On Data Loss, Fresh Starts, and Grace

So I woke up yesterday morning and all the data on my IPhone had been erased, wiped clean.

“Hello!” it said as I gazed at the screen after leaving it the previous evening performing what was purported to be a standard update of my operating system.

That “Hello” (in umpteen languages!) had an eerie chill to it, as if if I had just removed a new phone from the box. All my contacts, apps, photos, recent messages, emails, notes and audio memos to myself from my walks—gone, emptied, pffft…

Catastrophe, of course. Or at least a modern, pampered, affluenza-infected version of one.
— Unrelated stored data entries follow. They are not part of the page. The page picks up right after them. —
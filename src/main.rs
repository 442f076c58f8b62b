fn main() {
    env_logger::Builder::from_env(env_logger::Env::default().default_filter_or("info")).init();

    if let Err(err) = tigerwalk::app::run() {
        log::error!("{err}");
        std::process::exit(1);
    }
}
/// Surface shading parameters for a mesh node.
///
/// This is a deliberately small model: base color plus the flags
/// the viewer actually manipulates after load
/// (sidedness, transparency, opacity, depth-write).
#[derive(Debug, Clone, Copy, PartialEq)]
pub struct Material {
    /// Linear RGBA base color factor.
    pub base_color: [f32; 4],
    /// Render both faces of every triangle.
    pub double_sided: bool,
    /// Blend the surface over what's behind it instead of replacing it.
    pub transparent: bool,
    /// Blend factor used when `transparent` is set.
    pub opacity: f32,
    /// Write fragment depths to the depth buffer.
    pub depth_write: bool,
}

impl Default for Material {
    fn default() -> Self {
        Self {
            base_color: [1.0; 4],
            double_sided: false,
            transparent: false,
            opacity: 1.0,
            depth_write: true,
        }
    }
}
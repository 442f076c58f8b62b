//! Light sources and their GPU-side representation.
//!
//! The viewer's lighting is a fixed rig built once at startup;
//! light nodes in the scene graph carry these values
//! and the scene renderer gathers them into one uniform buffer per frame.

use crate::math::uv;

use super::util::GpuMat4;
use zerocopy::{AsBytes, FromBytes};

/// A light source carried by a scene-graph node.
#[derive(Debug, Clone, Copy)]
pub enum Light {
    Hemisphere(HemisphereLight),
    Directional(DirectionalLight),
    Spot(SpotLight),
    Ambient(AmbientLight),
}

/// Sky/ground gradient light covering the whole scene.
#[derive(Debug, Clone, Copy)]
pub struct HemisphereLight {
    pub sky_color: [f32; 3],
    pub ground_color: [f32; 3],
    pub intensity: f32,
}

/// Parallel rays from a distant source, like the sun.
/// The only light that renders into the shadow map.
#[derive(Debug, Clone, Copy)]
pub struct DirectionalLight {
    pub color: [f32; 3],
    pub intensity: f32,
    /// Rays travel from this position toward the world origin.
    pub position: uv::Vec3,
    pub cast_shadows: bool,
    pub shadow: ShadowConfig,
}

/// Shadow map parameters of a shadow-casting light.
#[derive(Debug, Clone, Copy)]
pub struct ShadowConfig {
    /// Shadow map resolution (width and height).
    pub map_size: u32,
    /// Near plane of the shadow frustum.
    pub z_near: f32,
    /// Far plane of the shadow frustum.
    pub z_far: f32,
    /// Half-width of the orthographic shadow frustum in world units.
    pub extent: f32,
}

impl Default for ShadowConfig {
    fn default() -> Self {
        Self {
            map_size: 2048,
            z_near: 0.5,
            z_far: 50.0,
            extent: 15.0,
        }
    }
}

impl DirectionalLight {
    /// View-projection matrix of the shadow frustum.
    pub fn light_matrix(&self) -> uv::Mat4 {
        let e = self.shadow.extent;
        let proj =
            uv::projection::orthographic_wgpu_dx(-e, e, -e, e, self.shadow.z_near, self.shadow.z_far);
        let view = uv::Mat4::look_at(self.position, uv::Vec3::zero(), uv::Vec3::unit_y());
        proj * view
    }
}

/// A cone of light from a point, with a soft edge.
#[derive(Debug, Clone, Copy)]
pub struct SpotLight {
    pub color: [f32; 3],
    pub intensity: f32,
    pub position: uv::Vec3,
    /// Maximum distance the light reaches.
    pub range: f32,
    /// Half-angle of the cone in radians.
    pub angle: f32,
    /// Fraction of the cone over which the edge fades out, 0 for a hard edge.
    pub penumbra: f32,
    /// Only the directional light renders a shadow map;
    /// this flag records the rig's setting but is not consulted yet.
    pub cast_shadows: bool,
}

/// Flat fill light applied to every surface equally.
#[derive(Debug, Clone, Copy)]
pub struct AmbientLight {
    pub color: [f32; 3],
    pub intensity: f32,
}

/// Gpu-side representation of the whole light rig.
///
/// One uniform struct rather than per-light buffers:
/// the rig is fixed at startup and tiny.
#[repr(C)]
#[derive(Debug, Clone, Copy, Default, AsBytes, FromBytes)]
pub(crate) struct LightUniforms {
    pub light_matrix: GpuMat4,
    pub hemi_sky_color: [f32; 3],
    pub hemi_intensity: f32,
    pub hemi_ground_color: [f32; 3],
    pub sun_intensity: f32,
    pub sun_color: [f32; 3],
    pub sun_shadows: u32,
    /// Direction sun rays travel in (normalized).
    pub sun_direction: [f32; 3],
    pub spot_intensity: f32,
    pub spot_color: [f32; 3],
    pub spot_range: f32,
    pub spot_position: [f32; 3],
    pub spot_cos_outer: f32,
    /// Direction the spot cone points in (normalized).
    pub spot_direction: [f32; 3],
    pub spot_cos_inner: f32,
    pub ambient_color: [f32; 3],
    pub ambient_intensity: f32,
}

impl LightUniforms {
    /// Fold one light into the rig uniforms.
    /// Later lights of the same kind overwrite earlier ones;
    /// the startup rig has exactly one of each.
    pub fn add(&mut self, light: &Light) {
        match *light {
            Light::Hemisphere(l) => {
                self.hemi_sky_color = l.sky_color;
                self.hemi_ground_color = l.ground_color;
                self.hemi_intensity = l.intensity;
            }
            Light::Directional(l) => {
                self.sun_color = l.color;
                self.sun_intensity = l.intensity;
                self.sun_direction = (-l.position).normalized().into();
                self.sun_shadows = l.cast_shadows as u32;
                self.light_matrix = l.light_matrix().into();
            }
            Light::Spot(l) => {
                self.spot_color = l.color;
                self.spot_intensity = l.intensity;
                self.spot_position = l.position.into();
                self.spot_range = l.range;
                // the cone points at the world origin, matching the source scene
                self.spot_direction = (-l.position).normalized().into();
                self.spot_cos_outer = l.angle.cos();
                self.spot_cos_inner = (l.angle * (1.0 - l.penumbra)).cos();
            }
            Light::Ambient(l) => {
                self.ambient_color = l.color;
                self.ambient_intensity = l.intensity;
            }
        }
    }
}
Hours later, those hours having been spent on tech support with helpful but only half-clued in reps from our better phone companies and smartphone manufacturers, I managed to get all my data back from the cloud, lose it all again when launching iTunes a bit later, then regained about 70 percent of it once more, though all that remained of my text messages was a small handful from nearly three years and two phones ago. (Don’t that beat all!)

 

A friend and I were talking about what a Wild West the tech world seems to be again now—devices and platforms and programs and models and updates, with connectivity among them all being required but utterly, frigginly impossible to actually make happen without a relentless stream of glitches. (Parents, train your children to be IT professionals; they’ll never lack for work!)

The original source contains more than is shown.